Para responderla será necesario conocer también el intervalo aproximado post mortem establecido por los peritos y confrontarlo con los registros de las primeras llamadas al 911.
Sólo entonces podrá determinarse si cuando los vecinos solicitaron ayuda la mujer ya había fallecido o si existió algún periodo durante el cual una intervención distinta pudo haber tenido relevancia.
No sería responsable anticipar esa conclusión.
Una familia atravesada por dos investigaciones
La muerte ocurre en medio de la investigación por la desaparición de Ángel Cabrera Velázquez.
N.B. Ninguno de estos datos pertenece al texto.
//! Growth news discovery through Perplexity's search-grounded completions.

use std::cmp::Reverse;

use futures::future::BoxFuture;
use growthwatch_core::dates::{normalize_article_date, parse_calendar_date};
use growthwatch_core::NewsArticle;
use reqwest::Client;
use serde::Deserialize;
use serde_json::json;

use crate::adapter::SourceAdapter;
use crate::chat::ChatClient;
use crate::error::SourceError;
use crate::http::parse_json;
use crate::requests::NewsRequest;

pub(crate) const PERPLEXITY_BASE_URL: &str = "https://api.perplexity.ai";
pub(crate) const PERPLEXITY_MODEL: &str = "sonar-pro";

/// Australian business press searched alongside the company's own site.
pub const NEWS_DOMAINS: [&str; 6] = [
    "afr.com",
    "insidesmallbusiness.com.au",
    "dynamicbusiness.com",
    "smartcompany.com.au",
    "startupdaily.net",
    "businessnews.com.au",
];

#[derive(Debug, Deserialize)]
struct NewsPayload {
    #[serde(default)]
    articles: Vec<RawArticle>,
}

#[derive(Debug, Deserialize)]
struct RawArticle {
    #[serde(default)]
    headline: String,
    #[serde(default)]
    date: String,
    #[serde(default)]
    summary: String,
    #[serde(default)]
    growth_type: String,
    #[serde(default)]
    source_url: String,
}

fn article_schema() -> serde_json::Value {
    json!({
        "type": "json_schema",
        "json_schema": {
            "schema": {
                "type": "object",
                "properties": {
                    "company": { "type": "string" },
                    "articles": {
                        "type": "array",
                        "items": {
                            "type": "object",
                            "properties": {
                                "headline": { "type": "string" },
                                "date": {
                                    "type": "string",
                                    "description": "Publish date of the article strictly in 'DD/MM/YYYY' format"
                                },
                                "summary": { "type": "string" },
                                "growth_type": { "type": "string" },
                                "source_url": { "type": "string" }
                            },
                            "required": ["headline", "date", "summary", "growth_type", "source_url"]
                        }
                    }
                },
                "required": ["company", "articles"]
            }
        }
    })
}

fn news_prompt(req: &NewsRequest) -> String {
    let mut prompt = format!(
        "The company you will be finding news articles for is {} located in {}. ",
        req.company, req.location
    );
    if let Some(hq) = req.hq_location.as_deref() {
        prompt.push_str(&format!("{} is currently headquartered at {hq}. ", req.company));
    }
    if let Some(industry) = req.industry.as_deref() {
        prompt.push_str(&format!(
            "They are primarily in the {} industries. ",
            industry.to_lowercase()
        ));
    }
    prompt.push_str(&format!(
        "Find news articles indicating growth (awards, expansion, new hires, partnerships, \
         patents, financial success, etc) for {}. Only return news for this specific company \
         and location, do not confuse it with other companies with similar names.",
        req.company
    ));
    prompt
}

/// Sort newest first; articles whose date cannot be parsed go last, in their
/// original relative order.
pub(crate) fn sort_newest_first(articles: &mut [NewsArticle]) {
    articles.sort_by_key(|a| Reverse(parse_calendar_date(&a.date)));
}

#[derive(Clone)]
pub struct PerplexityNews {
    chat: ChatClient,
}

impl PerplexityNews {
    #[must_use]
    pub fn new(client: Client, api_key: &str) -> Self {
        Self {
            chat: ChatClient::new(client, "perplexity", api_key, PERPLEXITY_BASE_URL),
        }
    }

    #[must_use]
    pub fn with_base_url(mut self, base_url: &str) -> Self {
        self.chat = self.chat.with_base_url(base_url);
        self
    }

    fn request_body(req: &NewsRequest) -> serde_json::Value {
        let mut domains: Vec<String> = Vec::with_capacity(NEWS_DOMAINS.len() + 1);
        if let Some(domain) = req.domain.as_deref() {
            domains.push(domain.to_owned());
        }
        domains.extend(NEWS_DOMAINS.iter().map(|d| (*d).to_owned()));

        json!({
            "model": PERPLEXITY_MODEL,
            "messages": [{ "role": "user", "content": news_prompt(req) }],
            "search_domain_filter": domains,
            "search_after_date_filter": req.published_after.format("%-m/%-d/%Y").to_string(),
            "web_search_options": {
                "user_location": { "country": "AU", "city": req.location }
            },
            "response_format": article_schema(),
        })
    }

    async fn pull_news(&self, req: &NewsRequest) -> Result<Vec<NewsArticle>, SourceError> {
        let content = self.chat.complete(&Self::request_body(req)).await?;
        let payload: NewsPayload = parse_json(&content, "perplexity news payload")?;

        let mut articles: Vec<NewsArticle> = payload
            .articles
            .into_iter()
            .filter(|a| !a.headline.trim().is_empty())
            .map(|a| NewsArticle {
                headline: a.headline.trim().to_owned(),
                date: normalize_article_date(&a.date),
                summary: a.summary.trim().to_owned(),
                source_url: a.source_url.trim().to_owned(),
                growth_label: a.growth_type.trim().to_owned(),
            })
            .collect();
        sort_newest_first(&mut articles);

        tracing::debug!(
            company = %req.company,
            count = articles.len(),
            "perplexity returned articles"
        );
        Ok(articles)
    }
}

impl SourceAdapter<NewsRequest, Vec<NewsArticle>> for PerplexityNews {
    fn tier_id(&self) -> &'static str {
        "perplexity_news"
    }

    fn method(&self) -> &'static str {
        "perplexity sonar-pro news search"
    }

    fn fetch<'a>(
        &'a self,
        req: &'a NewsRequest,
    ) -> BoxFuture<'a, Result<Vec<NewsArticle>, SourceError>> {
        Box::pin(self.pull_news(req))
    }
}

#[cfg(test)]
mod tests {
    use chrono::NaiveDate;

    use super::*;

    fn article(headline: &str, date: &str) -> NewsArticle {
        NewsArticle {
            headline: headline.to_owned(),
            date: date.to_owned(),
            ..NewsArticle::default()
        }
    }

    #[test]
    fn sorts_newest_first_with_unparseable_last() {
        let mut articles = vec![
            article("old", "01/02/2025"),
            article("undated-a", "sometime"),
            article("new", "15/11/2025"),
            article("undated-b", ""),
        ];
        sort_newest_first(&mut articles);
        let order: Vec<&str> = articles.iter().map(|a| a.headline.as_str()).collect();
        assert_eq!(order, ["new", "old", "undated-a", "undated-b"]);
    }

    #[test]
    fn request_body_carries_filters() {
        let req = NewsRequest {
            company: "GRC Solutions".to_owned(),
            location: "Sydney".to_owned(),
            domain: Some("grc-solutions.com".to_owned()),
            industry: Some("E-learning".to_owned()),
            hq_location: None,
            published_after: NaiveDate::from_ymd_opt(2025, 3, 7).unwrap(),
        };
        let body = PerplexityNews::request_body(&req);

        assert_eq!(body["model"], "sonar-pro");
        assert_eq!(body["search_domain_filter"][0], "grc-solutions.com");
        assert_eq!(body["search_domain_filter"].as_array().unwrap().len(), 7);
        assert_eq!(body["search_after_date_filter"], "3/7/2025");
        assert_eq!(body["web_search_options"]["user_location"]["city"], "Sydney");

        let prompt = body["messages"][0]["content"].as_str().unwrap();
        assert!(prompt.contains("e-learning industries"));
        assert!(!prompt.contains("headquartered"));
    }
}
//! In-process recurring batch runs.

use std::sync::Arc;

use growthwatch_core::AppConfig;
use tokio::sync::Mutex;
use tokio_cron_scheduler::{Job, JobScheduler, JobSchedulerError};

use crate::run::{run_batch, RunOptions};

/// Builds and starts a scheduler running the batch on `config.run_cron`.
///
/// The returned handle must be kept alive; dropping it stops the job.
///
/// # Errors
///
/// Returns [`JobSchedulerError`] if the cron expression is invalid or the
/// scheduler cannot start.
pub(crate) async fn build_scheduler(
    config: Arc<AppConfig>,
) -> Result<JobScheduler, JobSchedulerError> {
    let scheduler = JobScheduler::new().await?;
    let cron = config.run_cron.clone();
    let running = Arc::new(Mutex::new(()));

    let job = Job::new_async(cron.as_str(), move |_uuid, _lock| {
        let config = Arc::clone(&config);
        let running = Arc::clone(&running);

        Box::pin(async move {
            let Ok(_guard) = running.try_lock() else {
                tracing::warn!("scheduler: previous batch still running; skipping this tick");
                return;
            };
            tracing::info!("scheduler: starting batch run");
            match run_batch(&config, &RunOptions::default()).await {
                Ok(outcome) => tracing::info!(
                    run_id = %outcome.run_id,
                    succeeded = outcome.succeeded,
                    partial = outcome.partial,
                    skipped = outcome.skipped,
                    "scheduler: batch run complete"
                ),
                Err(e) => tracing::error!(error = %e, "scheduler: batch run failed"),
            }
        })
    })?;

    scheduler.add(job).await?;
    tracing::info!(cron = %cron, "scheduler: registered batch job");
    scheduler.start().await?;
    Ok(scheduler)
}
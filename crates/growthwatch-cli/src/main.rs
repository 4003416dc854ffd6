mod run;
mod schedule;
mod wiring;

use std::sync::Arc;

use clap::{Parser, Subcommand};
use tracing_subscriber::EnvFilter;

use crate::run::{run_batch, RunOptions};

#[derive(Debug, Parser)]
#[command(name = "growthwatch")]
#[command(about = "Company growth intelligence collector")]
struct Cli {
    #[command(subcommand)]
    command: Commands,
}

#[derive(Debug, Subcommand)]
enum Commands {
    /// Process every configured company once
    Run {
        /// Only process the company with this name
        #[arg(long)]
        company: Option<String>,
        /// Do not wait between companies
        #[arg(long)]
        no_pacing: bool,
        /// Write JSON records but do not push to the CRM
        #[arg(long)]
        skip_crm: bool,
    },
    /// Run the batch on the configured cron schedule until interrupted
    Schedule,
}

#[tokio::main]
async fn main() -> anyhow::Result<()> {
    dotenvy::dotenv().ok();
    let cli = Cli::parse();
    let config = Arc::new(growthwatch_core::load_app_config_from_env()?);
    let env_filter = EnvFilter::try_from_default_env()
        .or_else(|_| EnvFilter::try_new(config.log_level.clone()))?;
    tracing_subscriber::fmt().with_env_filter(env_filter).init();
    tracing::debug!(?config, "configuration loaded");

    match cli.command {
        Commands::Run {
            company,
            no_pacing,
            skip_crm,
        } => {
            let options = RunOptions {
                company,
                no_pacing,
                skip_crm,
            };
            let outcome = run_batch(&config, &options).await?;
            tracing::info!(
                run_id = %outcome.run_id,
                total = outcome.total(),
                succeeded = outcome.succeeded,
                partial = outcome.partial,
                skipped = outcome.skipped,
                "run complete"
            );
            if !outcome.is_success() {
                anyhow::bail!("all {} companies were skipped", outcome.total());
            }
        }
        Commands::Schedule => {
            let mut scheduler = schedule::build_scheduler(Arc::clone(&config)).await?;
            tokio::signal::ctrl_c().await?;
            tracing::info!("received shutdown signal, stopping scheduler");
            scheduler.shutdown().await?;
        }
    }

    Ok(())
}
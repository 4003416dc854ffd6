//! Salesforce REST client for pushing growth reports onto Account records.
//!
//! The session is acquired lazily with the OAuth password grant and held for
//! the life of the client. A 401 on any data call re-runs the grant and
//! retries that call once.

use growthwatch_core::{CompanyReport, SalesforceCredentials};
use reqwest::{Client, Method, Response, StatusCode};
use serde::Deserialize;
use serde_json::json;
use tokio::sync::RwLock;

use crate::error::SourceError;
use crate::http::{check_status, read_json, trim_base_url};

const API_VERSION: &str = "v59.0";

#[derive(Debug, Clone, Deserialize)]
struct Session {
    access_token: String,
    instance_url: String,
}

#[derive(Debug, Deserialize)]
struct QueryResponse {
    #[serde(default)]
    records: Vec<AccountRecord>,
}

#[derive(Debug, Deserialize)]
struct AccountRecord {
    #[serde(rename = "Id")]
    id: String,
}

/// Escape a value for use inside a single-quoted SOQL string literal.
#[must_use]
pub fn escape_soql(value: &str) -> String {
    value.replace('\\', "\\\\").replace('\'', "\\'")
}

/// Account fields written for one report.
#[derive(Debug, Clone, PartialEq, Eq)]
pub struct CrmFields {
    pub growth_news: String,
    pub growth_actions: String,
    pub contact_activity: String,
}

impl CrmFields {
    /// Render a report into newline-joined text fields.
    #[must_use]
    pub fn from_report(report: &CompanyReport) -> Self {
        let mut news: Vec<String> = report
            .articles
            .iter()
            .map(|a| {
                let tag = if a.growth_type.is_empty() {
                    String::new()
                } else {
                    format!(" [{}]", a.growth_type)
                };
                format!("{} - {}{tag}: {}", a.date, a.headline, a.summary)
            })
            .collect();
        news.extend(
            report
                .posts
                .iter()
                .map(|p| format!("{} - LinkedIn [{}]: {}", p.date, p.growth_type, p.summary)),
        );

        let growth_actions = report
            .potential_actions
            .iter()
            .map(|a| format!("- {a}"))
            .collect::<Vec<_>>()
            .join("\n");

        let contact_activity = match report.contact_name.as_deref() {
            Some(name) => {
                let mut lines = vec![name.to_owned()];
                lines.extend(
                    report
                        .contact_posts
                        .iter()
                        .map(|p| format!("{}: {}", p.date, p.text)),
                );
                lines.join("\n")
            }
            None => String::new(),
        };

        Self {
            growth_news: news.join("\n"),
            growth_actions,
            contact_activity,
        }
    }
}

pub struct SalesforceClient {
    client: Client,
    credentials: SalesforceCredentials,
    login_url: String,
    session: RwLock<Option<Session>>,
}

impl SalesforceClient {
    #[must_use]
    pub fn new(client: Client, credentials: SalesforceCredentials) -> Self {
        let login_url = trim_base_url(&credentials.login_url);
        Self {
            client,
            credentials,
            login_url,
            session: RwLock::new(None),
        }
    }

    async fn authenticate(&self) -> Result<Session, SourceError> {
        let url = format!("{}/services/oauth2/token", self.login_url);
        let password = format!(
            "{}{}",
            self.credentials.password, self.credentials.security_token
        );
        let response = self
            .client
            .post(&url)
            .form(&[
                ("grant_type", "password"),
                ("client_id", self.credentials.client_id.as_str()),
                ("client_secret", self.credentials.client_secret.as_str()),
                ("username", self.credentials.username.as_str()),
                ("password", password.as_str()),
            ])
            .send()
            .await?;

        // invalid_grant comes back as 400
        if response.status() == StatusCode::BAD_REQUEST {
            return Err(SourceError::Unauthorized {
                service: "salesforce",
            });
        }
        let response = check_status("salesforce", response)?;
        let session: Session = read_json(response, "salesforce oauth token").await?;
        tracing::debug!(instance_url = %session.instance_url, "salesforce session established");
        Ok(session)
    }

    async fn current_session(&self) -> Result<Session, SourceError> {
        if let Some(session) = self.session.read().await.as_ref() {
            return Ok(session.clone());
        }
        self.refresh_session().await
    }

    async fn refresh_session(&self) -> Result<Session, SourceError> {
        let mut guard = self.session.write().await;
        let session = self.authenticate().await?;
        *guard = Some(session.clone());
        Ok(session)
    }

    async fn send_once(
        &self,
        session: &Session,
        method: &Method,
        path: &str,
        query: Option<&[(&str, &str)]>,
        body: Option<&serde_json::Value>,
    ) -> Result<Response, SourceError> {
        let url = format!(
            "{}/services/data/{API_VERSION}{path}",
            trim_base_url(&session.instance_url)
        );
        let mut request = self
            .client
            .request(method.clone(), &url)
            .bearer_auth(&session.access_token);
        if let Some(query) = query {
            request = request.query(query);
        }
        if let Some(body) = body {
            request = request.json(body);
        }
        Ok(request.send().await?)
    }

    /// Send an authorized data-API request, re-authenticating once on 401.
    async fn send_authorized(
        &self,
        method: &Method,
        path: &str,
        query: Option<&[(&str, &str)]>,
        body: Option<&serde_json::Value>,
    ) -> Result<Response, SourceError> {
        let session = self.current_session().await?;
        let response = self.send_once(&session, method, path, query, body).await?;
        if response.status() != StatusCode::UNAUTHORIZED {
            return check_status("salesforce", response);
        }

        tracing::info!("salesforce session expired, re-authenticating");
        let session = self.refresh_session().await?;
        let response = self.send_once(&session, method, path, query, body).await?;
        check_status("salesforce", response)
    }

    /// Look up an Account id by exact name.
    ///
    /// # Errors
    ///
    /// Returns [`SourceError::NoMatch`] if no Account has that name, or any
    /// transport/auth error from the query.
    pub async fn find_account_id(&self, name: &str) -> Result<String, SourceError> {
        let soql = format!(
            "SELECT Id FROM Account WHERE Name = '{}' LIMIT 1",
            escape_soql(name)
        );
        let response = self
            .send_authorized(&Method::GET, "/query", Some(&[("q", soql.as_str())]), None)
            .await?;
        let body: QueryResponse = read_json(response, "salesforce account query").await?;

        body.records
            .into_iter()
            .next()
            .map(|r| r.id)
            .ok_or_else(|| SourceError::NoMatch(format!("no Salesforce Account named '{name}'")))
    }

    /// Write the growth fields of `report` onto the matching Account.
    ///
    /// # Errors
    ///
    /// Returns [`SourceError::NoMatch`] if the Account does not exist, or any
    /// transport/auth error from the lookup or update.
    pub async fn push_report(&self, report: &CompanyReport) -> Result<(), SourceError> {
        let account_id = self.find_account_id(&report.company).await?;
        let fields = CrmFields::from_report(report);
        let body = json!({
            "Growth_News__c": fields.growth_news,
            "Growth_Actions__c": fields.growth_actions,
            "ContactActivity__c": fields.contact_activity,
        });

        self.send_authorized(
            &Method::PATCH,
            &format!("/sobjects/Account/{account_id}"),
            None,
            Some(&body),
        )
        .await?;

        tracing::info!(company = %report.company, account_id = %account_id, "pushed report to salesforce");
        Ok(())
    }
}
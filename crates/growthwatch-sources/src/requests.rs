//! Request types for capabilities that need more than a single key.

use chrono::NaiveDate;
use growthwatch_core::{CompanyTarget, ContactProfile, EnrichmentRecord};

#[derive(Debug, Clone)]
pub struct NewsRequest {
    pub company: String,
    pub location: String,
    pub domain: Option<String>,
    pub industry: Option<String>,
    pub hq_location: Option<String>,
    /// Only articles published after this date are wanted.
    pub published_after: NaiveDate,
}

impl NewsRequest {
    #[must_use]
    pub fn new(
        target: &CompanyTarget,
        enrichment: &EnrichmentRecord,
        published_after: NaiveDate,
    ) -> Self {
        Self {
            company: target.name.clone(),
            location: target.location.clone(),
            domain: enrichment.domain.clone(),
            industry: enrichment.industry.clone(),
            hq_location: enrichment.hq_location.clone(),
            published_after,
        }
    }
}

#[derive(Debug, Clone)]
pub struct CompanyPostsRequest {
    pub company: String,
    pub domain: Option<String>,
    pub linkedin_id: Option<String>,
    pub since: NaiveDate,
    pub until: NaiveDate,
}

impl CompanyPostsRequest {
    /// `https://www.linkedin.com/company/{id}` when the id is known.
    #[must_use]
    pub fn company_url(&self) -> Option<String> {
        self.linkedin_id
            .as_deref()
            .map(|id| format!("https://www.linkedin.com/company/{id}"))
    }
}

#[derive(Debug, Clone)]
pub struct ProfilePostsRequest {
    pub profile: ContactProfile,
    pub since: NaiveDate,
    pub until: NaiveDate,
}
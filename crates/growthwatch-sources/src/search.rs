//! Web-search adapters: company identity (website domain) and contact discovery.

use futures::future::BoxFuture;
use growthwatch_core::{CompanyTarget, ContactProfile};
use reqwest::{Client, Url};
use serde::Deserialize;

use crate::adapter::SourceAdapter;
use crate::error::SourceError;
use crate::http::{check_status, read_json, trim_base_url};

const SERPAPI_BASE_URL: &str = "https://serpapi.com";
const GOOGLE_CSE_BASE_URL: &str = "https://www.googleapis.com";

#[derive(Debug, Deserialize)]
struct SerpApiResponse {
    #[serde(default)]
    organic_results: Vec<OrganicResult>,
    #[serde(default)]
    error: Option<String>,
}

#[derive(Debug, Deserialize)]
struct OrganicResult {
    #[serde(default)]
    link: Option<String>,
    #[serde(default)]
    title: Option<String>,
}

#[derive(Debug, Deserialize)]
struct CseResponse {
    #[serde(default)]
    items: Vec<CseItem>,
}

#[derive(Debug, Deserialize)]
struct CseItem {
    #[serde(default)]
    link: Option<String>,
}

/// Reduce a URL to its bare host: scheme and `www.` stripped, lowercased.
///
/// Returns `None` when no host can be extracted.
#[must_use]
pub fn clean_domain(link: &str) -> Option<String> {
    let trimmed = link.trim();
    if trimmed.is_empty() {
        return None;
    }
    let with_scheme = if trimmed.starts_with("http://") || trimmed.starts_with("https://") {
        trimmed.to_owned()
    } else {
        format!("https://{trimmed}")
    };

    let url = Url::parse(&with_scheme).ok()?;
    let host = url.host_str()?.to_lowercase();
    let host = host.strip_prefix("www.").unwrap_or(&host).to_owned();
    (!host.is_empty()).then_some(host)
}

/// Person name from a LinkedIn search-result title such as
/// `"Jane Citizen - Founder - OnQ Software | LinkedIn"`.
#[must_use]
pub fn contact_name_from_title(title: &str) -> Option<String> {
    let cut = [" - ", " – ", " | "]
        .iter()
        .filter_map(|sep| title.find(sep))
        .min()
        .unwrap_or(title.len());
    let name = title[..cut].trim();
    (!name.is_empty()).then(|| name.to_owned())
}

/// SerpApi Google search, Australian locale.
///
/// Serves two tiers: `serpapi` (company domain) and `serpapi_contact`
/// (founder/executive LinkedIn profile).
#[derive(Clone)]
pub struct SerpApiClient {
    client: Client,
    api_key: String,
    base_url: String,
}

impl SerpApiClient {
    #[must_use]
    pub fn new(client: Client, api_key: &str) -> Self {
        Self {
            client,
            api_key: api_key.to_owned(),
            base_url: SERPAPI_BASE_URL.to_owned(),
        }
    }

    /// Point the client at a different host (for testing with wiremock).
    #[must_use]
    pub fn with_base_url(mut self, base_url: &str) -> Self {
        self.base_url = trim_base_url(base_url);
        self
    }

    async fn search(&self, query: &str) -> Result<Vec<OrganicResult>, SourceError> {
        let url = format!("{}/search.json", self.base_url);
        let response = self
            .client
            .get(&url)
            .query(&[
                ("engine", "google"),
                ("location", "Australia"),
                ("google_domain", "google.com.au"),
                ("hl", "en"),
                ("gl", "au"),
                ("q", query),
                ("api_key", self.api_key.as_str()),
            ])
            .send()
            .await?;
        let response = check_status("serpapi", response)?;
        let body: SerpApiResponse = read_json(response, "serpapi search").await?;

        if let Some(error) = body.error {
            if error.to_lowercase().contains("hasn't returned any results") {
                return Err(SourceError::NoMatch(format!("no results for '{query}'")));
            }
            return Err(SourceError::Api(error));
        }

        Ok(body.organic_results)
    }

    async fn find_domain(&self, target: &CompanyTarget) -> Result<String, SourceError> {
        let query = format!("{} {}", target.name, target.location);
        let results = self.search(&query).await?;

        let link = results
            .into_iter()
            .next()
            .and_then(|r| r.link)
            .ok_or_else(|| SourceError::NoMatch(format!("no organic result for '{query}'")))?;

        let domain = clean_domain(&link)
            .ok_or_else(|| SourceError::NoMatch(format!("unusable result link '{link}'")))?;
        tracing::debug!(company = %target.name, domain = %domain, "serpapi resolved domain");
        Ok(domain)
    }

    async fn find_contact(&self, target: &CompanyTarget) -> Result<ContactProfile, SourceError> {
        let query = format!(
            "site:linkedin.com/in \"{}\" (founder OR CEO OR \"managing director\")",
            target.name
        );
        let results = self.search(&query).await?;

        results
            .into_iter()
            .filter_map(|r| {
                let link = r.link?;
                if !link.contains("linkedin.com/in/") {
                    return None;
                }
                let name = contact_name_from_title(r.title.as_deref()?)?;
                Some(ContactProfile {
                    name,
                    profile_url: link,
                })
            })
            .next()
            .ok_or_else(|| {
                SourceError::NoMatch(format!("no LinkedIn profile found for '{}'", target.name))
            })
    }
}

impl SourceAdapter<CompanyTarget, String> for SerpApiClient {
    fn tier_id(&self) -> &'static str {
        "serpapi"
    }

    fn method(&self) -> &'static str {
        "serpapi google search"
    }

    fn fetch<'a>(&'a self, req: &'a CompanyTarget) -> BoxFuture<'a, Result<String, SourceError>> {
        Box::pin(self.find_domain(req))
    }
}

impl SourceAdapter<CompanyTarget, ContactProfile> for SerpApiClient {
    fn tier_id(&self) -> &'static str {
        "serpapi_contact"
    }

    fn method(&self) -> &'static str {
        "serpapi linkedin profile search"
    }

    fn fetch<'a>(
        &'a self,
        req: &'a CompanyTarget,
    ) -> BoxFuture<'a, Result<ContactProfile, SourceError>> {
        Box::pin(self.find_contact(req))
    }
}

/// Google Programmable Search (Custom Search JSON API).
#[derive(Clone)]
pub struct GoogleCseClient {
    client: Client,
    api_key: String,
    cx: String,
    base_url: String,
}

impl GoogleCseClient {
    #[must_use]
    pub fn new(client: Client, api_key: &str, cx: &str) -> Self {
        Self {
            client,
            api_key: api_key.to_owned(),
            cx: cx.to_owned(),
            base_url: GOOGLE_CSE_BASE_URL.to_owned(),
        }
    }

    #[must_use]
    pub fn with_base_url(mut self, base_url: &str) -> Self {
        self.base_url = trim_base_url(base_url);
        self
    }

    async fn find_domain(&self, target: &CompanyTarget) -> Result<String, SourceError> {
        let query = format!("{} {} official site", target.name, target.location);
        let url = format!("{}/customsearch/v1", self.base_url);
        let response = self
            .client
            .get(&url)
            .query(&[
                ("key", self.api_key.as_str()),
                ("cx", self.cx.as_str()),
                ("q", query.as_str()),
                ("num", "1"),
            ])
            .send()
            .await?;
        let response = check_status("google_cse", response)?;
        let body: CseResponse = read_json(response, "google custom search").await?;

        let link = body
            .items
            .into_iter()
            .next()
            .and_then(|i| i.link)
            .ok_or_else(|| SourceError::NoMatch(format!("no items for '{query}'")))?;

        clean_domain(&link)
            .ok_or_else(|| SourceError::NoMatch(format!("unusable result link '{link}'")))
    }
}

impl SourceAdapter<CompanyTarget, String> for GoogleCseClient {
    fn tier_id(&self) -> &'static str {
        "google_cse"
    }

    fn method(&self) -> &'static str {
        "google custom search"
    }

    fn fetch<'a>(&'a self, req: &'a CompanyTarget) -> BoxFuture<'a, Result<String, SourceError>> {
        Box::pin(self.find_domain(req))
    }
}

#[cfg(test)]
mod tests {
    use super::*;

    #[test]
    fn clean_domain_strips_scheme_and_www() {
        assert_eq!(
            clean_domain("https://www.LabGroup.com.au/about?x=1").as_deref(),
            Some("labgroup.com.au")
        );
        assert_eq!(clean_domain("onq.com").as_deref(), Some("onq.com"));
        assert_eq!(
            clean_domain("http://axcelerate.com.au:8080/").as_deref(),
            Some("axcelerate.com.au")
        );
        assert_eq!(clean_domain("   "), None);
    }

    #[test]
    fn contact_name_takes_text_before_separator() {
        assert_eq!(
            contact_name_from_title("Jane Citizen - Founder - OnQ Software | LinkedIn").as_deref(),
            Some("Jane Citizen")
        );
        assert_eq!(
            contact_name_from_title("Sam Lee | LinkedIn").as_deref(),
            Some("Sam Lee")
        );
        assert_eq!(contact_name_from_title(" - CEO").as_deref(), None);
    }
}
Por ese caso existen personas sometidas a proceso penal, entre ellas su hermana Paola, quien se encuentra bajo prisión preventiva.
Por responsabilidad editorial, El Guardián Mx continuará reservando información sobre otras personas investigadas, diligencias pendientes y datos cuya publicación pueda comprometer la investigación.
La muerte de la madre de Ángel tampoco será presentada como consecuencia de la investigación penal mientras no exista evidencia que permita establecer esa relación.
Pero hay una pregunta que las instituciones sí pueden responder:
Si los registros confirman que los vecinos solicitaron ayuda desde varios días antes, ¿qué hicieron las autoridades desde la primera llamada al 911 hasta el ingreso al domicilio el 24 de agosto?